Segundo Jon Siburi, coordenador da Cruz Vermelha do projeto, a falta de conhecimentos básicos de contabilidade é um dos motivos mais frequentes de perda do financiamento pelas organizações de base, mais do que a corrupção ou a má gestão intencional dos fundos.
Se a iniciativa der certo, ela poderá ser executada em outras áreas do país.
Interrupções e atrasosResolver o problema do financiamento não se resume a dar uma aula de gerência; os doadores têm requerimentos e ciclos de financiamentos, e seus próprios problemas administrativos.
“Estamos tentando gerir fundos que só existem no papel”, disse Patricia Mogale, diretora de um projeto de cuidados a domicílio na província de Limpopo. Ela estava esperando fundos de seu único doador em outubro, mas no final de janeiro eles ainda não tinham chegado.
“Nós não pudemos pagar os salários de nossos fornecedores de cuidados este mês”, disse ela. “E só na semana passada nos disseram que tinham perdido nosso contrato”.
Uma mudança na estratégia de um doador pode significar o fim de uma pequena organização.
A Rede Botsuanense de Organizações de Serviços do HIV/Sida (BONASO, em inglês) costumava distribuir fundos às suas afiliadas em nome da Parceria Africana Global contra o VIH/SIDA (ACHAP), uma parceria pública-privada entre o governo do Botswana, a Fundação Bill & Melinda Gates, e a indústria farmacêutica Merck & Co. Inc.
Quando a ACHAP decidiu distribuir os fundos através do governo local, a BONASO foi avisada com somente seis meses de antecedência. Segundo Daniel Motsatsing, diretor executivo da BONASO: “Alguns projetos que estavam funcionando bem faliram por causa desta medida; somente aqueles que tinham outros doadores sobreviveram”.
Modiba usou recentemente dinheiro do doador para comprar medicamentos contra a dor para pacientes terminais, que recebem pouco mais do que paracetamol da clínica local. “Eu tenho medo de que eles não renovem meu financiamento, mas para mim, usar o dinheiro para comprar remédios faz parte do cuidado ao paciente”, disse ela.
Ela entende a necessidade de responsabilidade – o receio dos doadores de financiar projetos que existem só no papel – mas acha que eles deveriam confiar mais nas organizações de base.
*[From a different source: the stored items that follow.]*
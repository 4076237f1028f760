//! Filtering on `_label_tags`
//!
//! The synthetic field does not exist in storage, so a filter on it is
//! rewritten against every label field's real `tags` array.

use crate::expr::{Expr, Literal, Query, QueryOp};
use crate::filters::{build_expr, FilterError, FilterResult, FilterSpec};
use crate::schema::FieldKind;
use crate::stages::Stage;

use super::codegen::LABEL_TAGS_FIELD;
use super::traversal::TagSource;

/// Document-level condition: any label field holds one of `values`
fn any_label_tagged(sources: &[TagSource], values: &[String]) -> Query {
    let literals: Vec<Literal> = values.iter().map(|v| Literal::String(v.clone())).collect();
    Query::or(
        sources
            .iter()
            .map(|s| Query::field(s.tags_path(), QueryOp::In(literals.clone())))
            .collect(),
    )
}

/// Stages implementing a `_label_tags` filter.
///
/// Inclusion (and any matching-mode filter) narrows documents with one match
/// stage; pruning mode additionally filters the labels of every field.
pub fn label_tags_filter_stages(
    sources: &[TagSource],
    spec: &FilterSpec,
) -> FilterResult<Vec<Stage>> {
    let values = spec.present_values();
    if spec.values.is_none() {
        return Err(FilterError::unsupported(
            LABEL_TAGS_FIELD,
            "list",
            "label tag filters need `values`",
        ));
    }
    if sources.is_empty() {
        // No document can hold a label tag: inclusion keeps nothing,
        // exclusion keeps everything
        if spec.exclude {
            return Ok(Vec::new());
        }
        return Ok(vec![Stage::match_query(&Query::Expr(Expr::lit(false)))]);
    }

    let mut stages = Vec::new();

    if !spec.exclude || spec.is_matching {
        let query = any_label_tagged(sources, &values);
        let query = if spec.exclude { Query::not(query) } else { query };
        stages.push(Stage::match_query(&query));
    }

    if !spec.is_matching {
        let kind = FieldKind::list(FieldKind::String);
        let element = FilterSpec::values(values.iter().cloned());
        let element = if spec.exclude { element.excluded() } else { element };
        let predicate = build_expr(LABEL_TAGS_FIELD, Expr::this_field("tags"), &kind, &element, false)?;
        for source in sources {
            stages.push(Stage::filter_labels(source.path.as_str(), &predicate, false));
        }
    }

    Ok(stages)
}

#[cfg(test)]
mod tests {
    use super::*;
    use crate::label_tags::traversal::TagLevel;
    use serde_json::json;

    fn sources() -> Vec<TagSource> {
        vec![
            TagSource {
                path: "cls".into(),
                db_path: "cls".into(),
                level: TagLevel::Sample,
                list_attribute: None,
            },
            TagSource {
                path: "gt".into(),
                db_path: "gt".into(),
                level: TagLevel::Sample,
                list_attribute: Some("detections"),
            },
        ]
    }

    #[test]
    fn test_include_matches_then_prunes() {
        let stages = label_tags_filter_stages(&sources(), &FilterSpec::values(["ok"])).unwrap();
        assert_eq!(
            stages[0],
            Stage::Match {
                filter: json!({"$or": [
                    {"cls.tags": {"$in": ["ok"]}},
                    {"gt.detections.tags": {"$in": ["ok"]}},
                ]})
            }
        );
        let names: Vec<&str> = stages.iter().map(Stage::name).collect();
        assert_eq!(names, vec!["Match", "FilterLabels", "FilterLabels"]);
    }

    #[test]
    fn test_exclude_only_prunes() {
        let spec = FilterSpec::values(["bad"]).excluded();
        let stages = label_tags_filter_stages(&sources(), &spec).unwrap();
        assert_eq!(stages.len(), 2);
        match &stages[0] {
            Stage::FilterLabels { filter, only_matches, .. } => {
                assert!(!only_matches);
                assert_eq!(filter["$eq"][1], json!(0));
            }
            other => panic!("unexpected {:?}", other),
        }
    }

    #[test]
    fn test_matching_exclude_negates_match() {
        let spec = FilterSpec::values(["bad"]).excluded().matching();
        let stages = label_tags_filter_stages(&sources(), &spec).unwrap();
        assert_eq!(stages.len(), 1);
        match &stages[0] {
            Stage::Match { filter } => assert!(filter.get("$nor").is_some()),
            other => panic!("unexpected {:?}", other),
        }
    }

    #[test]
    fn test_include_without_label_fields_keeps_nothing() {
        for spec in [FilterSpec::values(["a"]), FilterSpec::values(["a"]).matching()] {
            let stages = label_tags_filter_stages(&[], &spec).unwrap();
            assert_eq!(stages, vec![Stage::Match { filter: json!({"$expr": false}) }]);
        }
    }

    #[test]
    fn test_exclude_without_label_fields_is_noop() {
        let spec = FilterSpec::values(["a"]).excluded();
        assert!(label_tags_filter_stages(&[], &spec).unwrap().is_empty());
        assert!(label_tags_filter_stages(&[], &spec.matching()).unwrap().is_empty());
    }

    #[test]
    fn test_values_required() {
        let err = label_tags_filter_stages(&sources(), &FilterSpec::range(0.0, 1.0)).unwrap_err();
        assert_eq!(err.code(), "AERO_VIEW_UNSUPPORTED_FILTER");
    }
}
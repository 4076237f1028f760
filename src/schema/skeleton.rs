//! Keypoint skeletons
//!
//! A skeleton names the points of a keypoint label in positional order.
//! Keypoint parallel arrays (`points`, `confidence`, custom attributes) are
//! interpreted through it.

use std::collections::BTreeMap;

use serde::{Deserialize, Serialize};

#[derive(Debug, Clone, PartialEq, Eq, Serialize, Deserialize)]
pub struct Skeleton {
    /// Point labels in array order
    pub labels: Vec<String>,
    /// Connectivity as index pairs (or longer chains)
    #[serde(default)]
    pub edges: Vec<Vec<usize>>,
}

impl Skeleton {
    pub fn new(labels: impl IntoIterator<Item = impl Into<String>>) -> Self {
        Self {
            labels: labels.into_iter().map(Into::into).collect(),
            edges: Vec::new(),
        }
    }

    pub fn with_edges(mut self, edges: Vec<Vec<usize>>) -> Self {
        self.edges = edges;
        self
    }

    /// Labels not in `values`, in skeleton order
    pub fn complement(&self, values: &[String]) -> Vec<String> {
        self.labels
            .iter()
            .filter(|label| !values.contains(label))
            .cloned()
            .collect()
    }
}

/// Per-field skeletons with a dataset-wide fallback
#[derive(Debug, Clone, Default, PartialEq, Eq, Serialize, Deserialize)]
pub struct SkeletonRegistry {
    #[serde(default)]
    pub skeletons: BTreeMap<String, Skeleton>,
    #[serde(default)]
    pub default_skeleton: Option<Skeleton>,
}

impl SkeletonRegistry {
    pub fn new() -> Self {
        Self::default()
    }

    pub fn with_field(mut self, field: impl Into<String>, skeleton: Skeleton) -> Self {
        self.skeletons.insert(field.into(), skeleton);
        self
    }

    pub fn with_default(mut self, skeleton: Skeleton) -> Self {
        self.default_skeleton = Some(skeleton);
        self
    }

    /// Skeleton for a keypoint field, falling back to the default
    pub fn get(&self, field: &str) -> Option<&Skeleton> {
        self.skeletons
            .get(field)
            .or(self.default_skeleton.as_ref())
    }
}
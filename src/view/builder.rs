//! View orchestration
//!
//! `get_view` turns a request into a `View`:
//!
//! 1. resolve the dataset
//! 2. a saved view is returned as stored, bypassing every ad hoc option
//! 3. otherwise rebuild from `stages` (or start from the full dataset)
//! 4. apply the sample filter (group filter, or id select)
//! 5. extend with stages, projection and filters if asked
//!
//! `get_extended_view` appends, in this order: extended stages, the
//! pagination projection, sample-tag filter, label-tag filter, match stage,
//! embedded-list filters, label filters, label-tag counts. The executor runs
//! stages in sequence, so this order is part of the result.

use std::collections::BTreeSet;
use std::sync::Arc;

use uuid::Uuid;

use crate::filters::{make_filter_stages, FilterContext, Filters, TAGS_PATH};
use crate::groups::{make_optimized_select_view, resolve_group_filter};
use crate::label_tags::{
    label_tag_count_stages, label_tag_sources, label_tags_filter_stages, LABEL_TAGS_FIELD,
};
use crate::observability::{log_event_with_fields, Event, ObservationScope};
use crate::schema::{FieldKind, MediaType};
use crate::stages::Stage;

use super::config::CompilerConfig;
use super::dataset::DatasetSource;
use super::errors::{ViewError, ViewResult};
use super::request::{ExtendedRequest, ViewRequest};
use super::view::View;

/// A built view and the media types it may contain
#[derive(Debug, Clone, PartialEq)]
pub struct CompiledView {
    pub view: View,
    /// Known only when a group filter was resolved
    pub media_types: Option<BTreeSet<MediaType>>,
}

impl CompiledView {
    pub fn stages(&self) -> &[Stage] {
        self.view.stages()
    }
}

/// Builds views for requests against datasets from one source
#[derive(Clone)]
pub struct ViewCompiler {
    source: Arc<dyn DatasetSource>,
    config: CompilerConfig,
}

impl ViewCompiler {
    pub fn new(source: Arc<dyn DatasetSource>, config: CompilerConfig) -> Self {
        Self { source, config }
    }

    pub fn config(&self) -> &CompilerConfig {
        &self.config
    }

    /// Builds the view for `request`
    pub fn get_view(&self, request: &ViewRequest) -> ViewResult<CompiledView> {
        let build_id = Uuid::new_v4().to_string();
        let scope = ObservationScope::with_fields(
            "VIEW_BUILD",
            &[("build_id", build_id.as_str()), ("dataset", request.dataset.as_str())],
        );

        match self.build(request) {
            Ok(compiled) => {
                let stages = compiled.stages().len().to_string();
                scope.complete_with_fields(&[("stages", stages.as_str())]);
                Ok(compiled)
            }
            Err(err) => {
                scope.fail(err.code(), &err.to_string());
                Err(err)
            }
        }
    }

    /// Same as `get_view`, run on the blocking pool.
    ///
    /// Construction has no suspension points; cancelling the returned future
    /// does not stop a build already running.
    pub async fn get_view_async(&self, request: ViewRequest) -> ViewResult<CompiledView> {
        let compiler = self.clone();
        tokio::task::spawn_blocking(move || compiler.get_view(&request))
            .await
            .map_err(|e| ViewError::TaskFailed {
                reason: e.to_string(),
            })?
    }

    fn build(&self, request: &ViewRequest) -> ViewResult<CompiledView> {
        let dataset = self.source.load_dataset(&request.dataset, request.reload)?;

        if let Some(name) = &request.view_name {
            let view = View::from_dicts(Arc::clone(&dataset), dataset.saved_view(name)?)?;
            log_event_with_fields(
                Event::SavedViewLoaded,
                &[("dataset", dataset.name.as_str()), ("view", name.as_str())],
            );
            return Ok(CompiledView {
                view,
                media_types: None,
            });
        }

        let mut view = match &request.stages {
            Some(stages) => View::from_dicts(dataset, stages)?,
            None => View::new(dataset),
        };

        let mut media_types = None;
        if let Some(sample_filter) = &request.sample_filter {
            if let Some(group) = &sample_filter.group {
                let (resolved, types) = resolve_group_filter(view, group)?;
                view = resolved;
                media_types = types;
            } else if let Some(id) = &sample_filter.id {
                view = make_optimized_select_view(&view, &[id], false)?;
            }
        }

        if request.needs_extension() {
            let extended = ExtendedRequest {
                media_types: media_types.clone(),
                ..request.extended()
            };
            view = self.get_extended_view(view, &extended)?;
        }

        Ok(CompiledView { view, media_types })
    }

    /// Appends extended stages, projection and filter stages to `view`
    pub fn get_extended_view(&self, view: View, request: &ExtendedRequest) -> ViewResult<View> {
        let mut view = view;

        // Extended stages see the unfiltered universe
        if let Some(extended) = &request.extended_stages {
            for (class_name, kwargs) in extended {
                view.add_stage(Stage::from_extended(class_name, kwargs)?);
            }
        }

        if request.pagination_data && self.config.project_dicts_on_pagination {
            let dicts = self.dict_fields(&view, request.media_types.as_ref());
            if !dicts.is_empty() {
                view.add_stage(Stage::exclude_fields(dicts));
            }
        }

        if let Some(filters) = &request.filters {
            let stages = self.filter_stages(&view, filters)?;
            view.extend_stages(stages);
        }

        if request.pagination_data && self.config.count_label_tags {
            let sources = label_tag_sources(view.dataset().schema.as_ref());
            view.extend_stages(label_tag_count_stages(&sources));
        }

        Ok(view)
    }

    /// Every dict field of the sample schema, plus the frame schema when
    /// frames may be present
    fn dict_fields(&self, view: &View, media_types: Option<&BTreeSet<MediaType>>) -> Vec<String> {
        let dataset = view.dataset();
        let catalog = dataset.schema.as_ref();
        let with_frames = match media_types {
            Some(types) => types.contains(&MediaType::Video),
            None => dataset.has_frames(),
        };

        let mut fields = catalog.get_field_schema(true);
        if with_frames {
            fields.extend(catalog.get_frame_field_schema(true));
        }
        fields
            .into_iter()
            .filter(|f| f.kind == FieldKind::Dict)
            .map(|f| f.path.clone())
            .collect()
    }

    fn filter_stages(&self, view: &View, filters: &Filters) -> ViewResult<Vec<Stage>> {
        let dataset = view.dataset();
        let catalog = dataset.schema.as_ref();
        let mut stages = Vec::new();

        if let Some(tags) = filters.get(TAGS_PATH) {
            stages.push(Stage::match_tags(tags.present_values(), !tags.exclude));
        }

        if let Some(spec) = filters.get(LABEL_TAGS_FIELD) {
            let sources = label_tag_sources(catalog);
            stages.extend(label_tags_filter_stages(&sources, spec)?);
        }

        let ctx = FilterContext::new(catalog, &dataset.skeletons)
            .with_exclude_drops_empty(self.config.exclude_drops_empty);
        stages.extend(make_filter_stages(&ctx, filters)?);

        let filter_count = filters.len().to_string();
        let stage_count = stages.len().to_string();
        log_event_with_fields(
            Event::FilterStagesCompiled,
            &[
                ("dataset", dataset.name.as_str()),
                ("filters", filter_count.as_str()),
                ("stages", stage_count.as_str()),
            ],
        );

        Ok(stages)
    }
}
Denise Hunt nota que os doadores geralmente hesitam em financiar custos operacionais, como salários e despesas administrativas.
« Eles adoram órfãos e crianças vulneráveis”, disse ela. « Principalmente as empresas, eles querem que as crianças tenham o que comer; eles querem dizer: aqui está o nosso dinheiro e aqui está a resposta ».
Mas na realidade, para conseguir um impacto importante, deve-se empregar uma equipe eficiente, o que requer doadores para financiar as despesas principais.
Hunt, Modiba e Mogale falam em desenvolver esquemas de atividades geradoras de recursos, o que diminuiria a dependência dos doadores.
Modiba acredita que a doação de um container para instalar uma padaria, poderia ajudar o seu projeto em Tembisa. Por enquanto, ela trabalha numa cabana sem eletricidade e seus fornecedores de cuidados andam a pé.